Quel est votre regard sur la situation socio-économique de la Réunion ?

J’ai un regard plutôt pessimiste sur notre île. Nous avons des compétences et un potentiel extraordinaires que nous n’exploitons pas du tout. Je sais que si j’étais resté sur mon île, jamais j’aurai eu la carrière que j’ai aujourd’hui. Nombreux sont les Réunionnais qui réussissent hors de l’île et qui ne reviennent pas. Ou quand ils reviennent sur l’île avec études et bagages professionnels conséquents, ils comprennent comment fonctionne l’île et se repartent finalement en métropole.
On n’arrive pas à garder ces réelles compétences, qui sont souvent dégoutés du fonctionnement des structures au sein de l’île, et des politiques de recrutement.


Dans votre cas, quels ont été les avantages / inconvénients du fait de venir de la Réunion dans votre parcours ?

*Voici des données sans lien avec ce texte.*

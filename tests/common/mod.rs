// Shared helpers for integration tests.
//
// Provides a temporary-directory-backed manager/game/target layout and a
// fluent builder so each integration test can set up an isolated environment
// without repeating filesystem boilerplate.
//
// Used by all integration test binaries that declare `mod common;`.
#![allow(dead_code)]

use std::path::{Path, PathBuf};
use std::sync::Arc;

use modlink::cli::GlobalOpts;
use modlink::config::Config;
use modlink::decisions::PresetDecisions;
use modlink::logging::{Log, Logger};
use modlink::tasks::Context;

/// Timestamp used for every fixture run, `YYYYMMDD_HHMM`.
pub const RUN_TIMESTAMP: &str = "20260827_1430";

/// Write the minimal layout required by the engine into `root`.
///
/// Creates:
/// - `manager/mods/`                — unit directories land here
/// - `manager/profiles/Default/modlist.txt` — empty activation list
/// - `manager/overwrite/`           — highest-priority overlay root
/// - `game/SkyrimSE.exe`            — game detection marker
/// - `game/Data/Skyrim.esm`         — one vanilla asset for clone tests
/// - `target/`                      — empty standalone tree
/// - `modlink.toml`                 — settings wiring the three roots
pub fn setup_minimal_install(root: &Path) {
    let profile_dir = root.join("manager/profiles/Default");
    std::fs::create_dir_all(&profile_dir).expect("create profile dir");
    std::fs::create_dir_all(root.join("manager/mods")).expect("create mods dir");
    std::fs::create_dir_all(root.join("manager/overwrite")).expect("create overlay dir");
    std::fs::write(profile_dir.join("modlist.txt"), "").expect("write modlist");

    let game = root.join("game");
    std::fs::create_dir_all(game.join("Data")).expect("create game data dir");
    std::fs::write(game.join("SkyrimSE.exe"), b"MZvanilla").expect("write game exe");
    std::fs::write(game.join("Data/Skyrim.esm"), b"vanilla master").expect("write vanilla esm");

    std::fs::create_dir_all(root.join("target")).expect("create target dir");

    std::fs::write(
        root.join("modlink.toml"),
        format!(
            "manager_root = \"{}\"\ngame_root = \"{}\"\ntarget_root = \"{}\"\nprofile = \"Default\"\ngame = \"skyrimse\"\n",
            root.join("manager").display(),
            game.display(),
            root.join("target").display(),
        ),
    )
    .expect("write settings file");
}

/// An isolated manager/game/target layout backed by a [`tempfile::TempDir`].
///
/// The directory is automatically deleted when dropped.
pub struct IntegrationTestContext {
    /// Temporary directory containing the whole layout.
    pub root: tempfile::TempDir,
}

impl IntegrationTestContext {
    /// Create a new context with a minimal but valid layout.
    pub fn new() -> Self {
        let root = tempfile::tempdir().expect("create temp dir");
        setup_minimal_install(root.path());
        Self { root }
    }

    /// Path to the layout root.
    pub fn root_path(&self) -> &Path {
        self.root.path()
    }

    /// Path to the manager root.
    pub fn manager_root(&self) -> PathBuf {
        self.root.path().join("manager")
    }

    /// Path to the vanilla game root.
    pub fn game_root(&self) -> PathBuf {
        self.root.path().join("game")
    }

    /// Path to the standalone target root.
    pub fn target_root(&self) -> PathBuf {
        self.root.path().join("target")
    }

    /// Load configuration through the real settings loader.
    pub fn load_config(&self) -> Config {
        let global = GlobalOpts {
            config: Some(self.root.path().join("modlink.toml")),
            manager_root: None,
            game_root: None,
            target_root: None,
            profile: None,
            dry_run: false,
        };
        Config::load(&global).expect("load config")
    }

    /// Build a task [`Context`] with preset decisions and a fixed timestamp.
    pub fn task_context(&self, log: &Arc<Logger>, dry_run: bool) -> Context {
        Context {
            config: self.load_config(),
            log: Arc::clone(log) as Arc<dyn Log>,
            decisions: Arc::new(PresetDecisions::default()),
            dry_run,
            run_timestamp: RUN_TIMESTAMP.to_string(),
        }
    }
}

/// Fluent builder for [`IntegrationTestContext`].
///
/// Mods are added in ascending priority; the activation list is written
/// highest-priority-first when the context is finalised, matching the
/// on-disk format of a real profile.
pub struct TestContextBuilder {
    ctx: IntegrationTestContext,
    activation: Vec<String>,
}

impl TestContextBuilder {
    /// Begin building a new context backed by a minimal layout.
    pub fn new() -> Self {
        Self {
            ctx: IntegrationTestContext::new(),
            activation: Vec::new(),
        }
    }

    /// Create an activated unit under `mods/<name>` with the given files.
    ///
    /// Units added later win conflicts against units added earlier.
    pub fn with_mod(mut self, name: &str, files: &[(&str, &str)]) -> Self {
        let unit_root = self.ctx.manager_root().join("mods").join(name);
        std::fs::create_dir_all(&unit_root).expect("create unit dir");
        for (rel, content) in files {
            write_file(&unit_root.join(rel), content);
        }
        self.activation.push(format!("+{name}"));
        self
    }

    /// Create a unit that exists on disk but is disabled in the activation list.
    pub fn with_disabled_mod(mut self, name: &str, files: &[(&str, &str)]) -> Self {
        let unit_root = self.ctx.manager_root().join("mods").join(name);
        std::fs::create_dir_all(&unit_root).expect("create unit dir");
        for (rel, content) in files {
            write_file(&unit_root.join(rel), content);
        }
        self.activation.push(format!("-{name}"));
        self
    }

    /// Write a file into the overlay root (`overwrite/`).
    pub fn with_overlay_file(self, rel: &str, content: &str) -> Self {
        write_file(&self.ctx.manager_root().join("overwrite").join(rel), content);
        self
    }

    /// Write a file into the vanilla game root.
    pub fn with_game_file(self, rel: &str, content: &str) -> Self {
        write_file(&self.ctx.game_root().join(rel), content);
        self
    }

    /// Write a file into the profile directory (`profiles/Default/`).
    pub fn with_profile_file(self, rel: &str, content: &str) -> Self {
        write_file(
            &self.ctx.manager_root().join("profiles/Default").join(rel),
            content,
        );
        self
    }

    /// Write a file directly into the target tree.
    pub fn with_target_file(self, rel: &str, content: &str) -> Self {
        write_file(&self.ctx.target_root().join(rel), content);
        self
    }

    /// Finish building: write the activation list and return the context.
    pub fn build(self) -> IntegrationTestContext {
        let modlist: Vec<&str> = self.activation.iter().rev().map(String::as_str).collect();
        std::fs::write(
            self.ctx
                .manager_root()
                .join("profiles/Default/modlist.txt"),
            modlist.join("\n"),
        )
        .expect("write modlist");
        self.ctx
    }
}

fn write_file(path: &Path, content: &str) {
    if let Some(parent) = path.parent() {
        std::fs::create_dir_all(parent).expect("create parent dir");
    }
    std::fs::write(path, content).expect("write file");
}
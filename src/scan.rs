//! Manifest builder: scans priority-ordered source units into a mapping table.
//!
//! Units are walked lowest priority first, the overlay root last, each file
//! inserted under its normalized target path. Because insertion replaces any
//! earlier entry for the same path, the finished table holds the
//! highest-priority contributor for every target — plain last-write-wins
//! overlay semantics matching the activation order.

use std::path::{Path, PathBuf};

use anyhow::{Context as _, Result};
use walkdir::WalkDir;

use crate::config::{Config, Excludes};
use crate::error::EngineError;
use crate::logging::Log;
use crate::manifest::{MappingEntry, MappingTable};

/// Identifier recorded as the overlay root's owning unit.
pub const OVERLAY_ORIGIN: &str = "overlay";

/// One activated source unit.
#[derive(Debug, Clone, PartialEq, Eq)]
pub struct SourceUnit {
    /// Unit identifier (directory name under `mods/`).
    pub name: String,
    /// Position in the activation ordering; higher wins conflicts.
    pub priority: usize,
    /// The unit's root directory.
    pub root: PathBuf,
}

/// Parse an activation list into unit names, lowest priority first.
///
/// The file lists entries highest priority first; lines starting with `+`
/// name an active unit, everything else (disabled `-` entries, comments,
/// separators) is ignored. Reading bottom-up yields ascending priority.
///
/// # Errors
///
/// Returns [`EngineError::ActivationListMissing`] when the file does not
/// exist — a fatal/setup error.
pub fn read_activation_list(path: &Path) -> Result<Vec<String>> {
    if !path.exists() {
        return Err(EngineError::ActivationListMissing {
            path: path.to_path_buf(),
        }
        .into());
    }
    let content = std::fs::read_to_string(path)
        .with_context(|| format!("reading activation list {}", path.display()))?;
    Ok(content
        .lines()
        .rev()
        .filter_map(|line| {
            let line = line.trim();
            line.strip_prefix('+').map(String::from)
        })
        .collect())
}

/// Resolve activated unit names against the mods directory.
///
/// A listed unit whose root directory does not exist is silently skipped —
/// activation lists routinely carry stale entries.
#[must_use]
pub fn resolve_units(names: Vec<String>, mods_dir: &Path) -> Vec<SourceUnit> {
    names
        .into_iter()
        .filter_map(|name| {
            let root = mods_dir.join(&name);
            root.is_dir().then_some((name, root))
        })
        .enumerate()
        .map(|(priority, (name, root))| SourceUnit {
            name,
            priority,
            root,
        })
        .collect()
}

/// Classify a unit-relative path into its target path and root flag.
///
/// The first segment decides: `root` strips the segment and deploys against
/// the engine root; `data` deploys as-is; anything else goes under a
/// synthetic `Data/` prefix. A marker file with no remainder (a file
/// literally named `root` at the unit root) is an ordinary file.
#[must_use]
pub fn classify(rel: &str) -> (String, bool) {
    let (first, rest) = match rel.split_once('/') {
        Some((first, rest)) => (first, Some(rest)),
        None => (rel, None),
    };
    match rest {
        Some(rest) if first.eq_ignore_ascii_case("root") => (rest.to_string(), true),
        _ if first.eq_ignore_ascii_case("data") && rest.is_some() => (rel.to_string(), false),
        _ => (format!("Data/{rel}"), false),
    }
}

/// Build the mapping table for the configured profile.
///
/// # Errors
///
/// Returns [`EngineError::ActivationListMissing`] when the profile has no
/// activation list. Unreadable individual files are skipped with a warning.
pub fn build_mapping(config: &Config, log: &dyn Log) -> Result<MappingTable> {
    let names = read_activation_list(&config.activation_list_path())?;
    let units = resolve_units(names, &config.mods_dir());
    log.info(&format!(
        "scanning {} active units for profile '{}'",
        units.len(),
        config.profile
    ));

    let mut table = MappingTable::new();
    for unit in &units {
        scan_unit(&unit.root, &unit.name, &config.excludes, &mut table, log);
    }

    let overlay = config.overlay_dir();
    if overlay.is_dir() {
        log.debug("including overlay root as highest priority");
        scan_unit(&overlay, OVERLAY_ORIGIN, &config.excludes, &mut table, log);
    }

    log.info(&format!("{} unique target paths", table.len()));
    Ok(table)
}

/// Walk one unit root, inserting every deployable file into the table.
fn scan_unit(
    root: &Path,
    origin: &str,
    excludes: &Excludes,
    table: &mut MappingTable,
    log: &dyn Log,
) {
    let walker = WalkDir::new(root).into_iter().filter_entry(|entry| {
        if !entry.file_type().is_dir() {
            return true;
        }
        entry
            .file_name()
            .to_str()
            .is_none_or(|name| !excludes.skips_dir(name))
    });

    for entry in walker {
        let entry = match entry {
            Ok(entry) => entry,
            Err(e) => {
                log.warn(&format!("skipping unreadable entry in {origin}: {e}"));
                continue;
            }
        };
        if !entry.file_type().is_file() {
            continue;
        }
        let Some(name) = entry.file_name().to_str() else {
            log.warn(&format!(
                "skipping non-unicode file name in {origin}: {}",
                entry.path().display()
            ));
            continue;
        };
        if excludes.skips_file(name) {
            continue;
        }
        let Ok(rel) = entry.path().strip_prefix(root) else {
            continue;
        };
        let Some(rel) = forward_slashes(rel) else {
            continue;
        };
        let size_bytes = match entry.metadata() {
            Ok(meta) => meta.len(),
            Err(e) => {
                log.warn(&format!("cannot stat {}: {e}", entry.path().display()));
                continue;
            }
        };
        let (target, is_root) = classify(&rel);
        table.insert(
            target,
            MappingEntry {
                source: entry.path().to_path_buf(),
                mod_origin: origin.to_string(),
                is_root,
                size_bytes,
            },
        );
    }
}

/// Join path components with forward slashes, preserving case.
pub(crate) fn forward_slashes(rel: &Path) -> Option<String> {
    let parts: Option<Vec<&str>> = rel
        .components()
        .map(|c| c.as_os_str().to_str())
        .collect();
    parts.map(|p| p.join("/"))
}
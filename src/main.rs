//! Binary entry point for the `modlink` CLI.

use std::sync::Arc;

use anyhow::Result;
use clap::Parser;

use modlink::cli::{Cli, Command};
use modlink::commands;
use modlink::logging::{Logger, init_subscriber};

fn main() -> Result<()> {
    let _ = enable_ansi_support::enable_ansi_support();
    let args = Cli::parse();

    let command = match &args.command {
        Command::Scan => "scan",
        Command::Deploy(_) => "deploy",
        Command::Build(_) => "build",
        Command::Verify => "verify",
        Command::Sync(_) => "sync",
        Command::Clean(_) => "clean",
        Command::Report => "report",
        Command::Version => "version",
    };
    init_subscriber(args.verbose > 0, command);
    let log = Arc::new(Logger::new(command));

    match args.command {
        Command::Scan => commands::scan::run(&args.global, &log),
        Command::Deploy(opts) => commands::deploy::run(&args.global, &opts, &log),
        Command::Build(opts) => commands::build::run(&args.global, &opts, &log),
        Command::Verify => commands::verify::run(&args.global, &log),
        Command::Sync(opts) => commands::sync::run(&args.global, &opts, &log),
        Command::Clean(opts) => commands::clean::run(&args.global, &opts, &log),
        Command::Report => commands::report::run(&args.global, &log),
        Command::Version => {
            commands::version::run();
            Ok(())
        }
    }
}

On "est" réunionnais par notre culture et notre vision des choses. L’avantage c’est déjà d’avoir cette culture très ouverte, et une approche presque empathique des personnes. Je suis très fier de dire que j’ai grandi dans une ville où le temple malbar, la mosquée ou encore l’église se jouxtent depuis toujours, et que nous sommes réunionnais avant d’être autre chose. En métropole je ne corresponds à aucune case. Aussi bien sur mon physique (les gens me prennent au premier abord pour un maghrébin), mes affinités religieuses hindouistes totalement inconnues en France métropolitaine, mon nom de famille qui ne fait pas réunionnais, je ne corresponds à aucune case. C’est normal, je suis réunionnais... Être différent forge le caractère et la détermination, et je suis fier de dire que je suis là où je suis aujourd’hui uniquement par mes compétences et mes capacités. Aujourd’hui, je reçois une à deux fois par mois des offres de postes, ou des appels de chasseurs de têtes.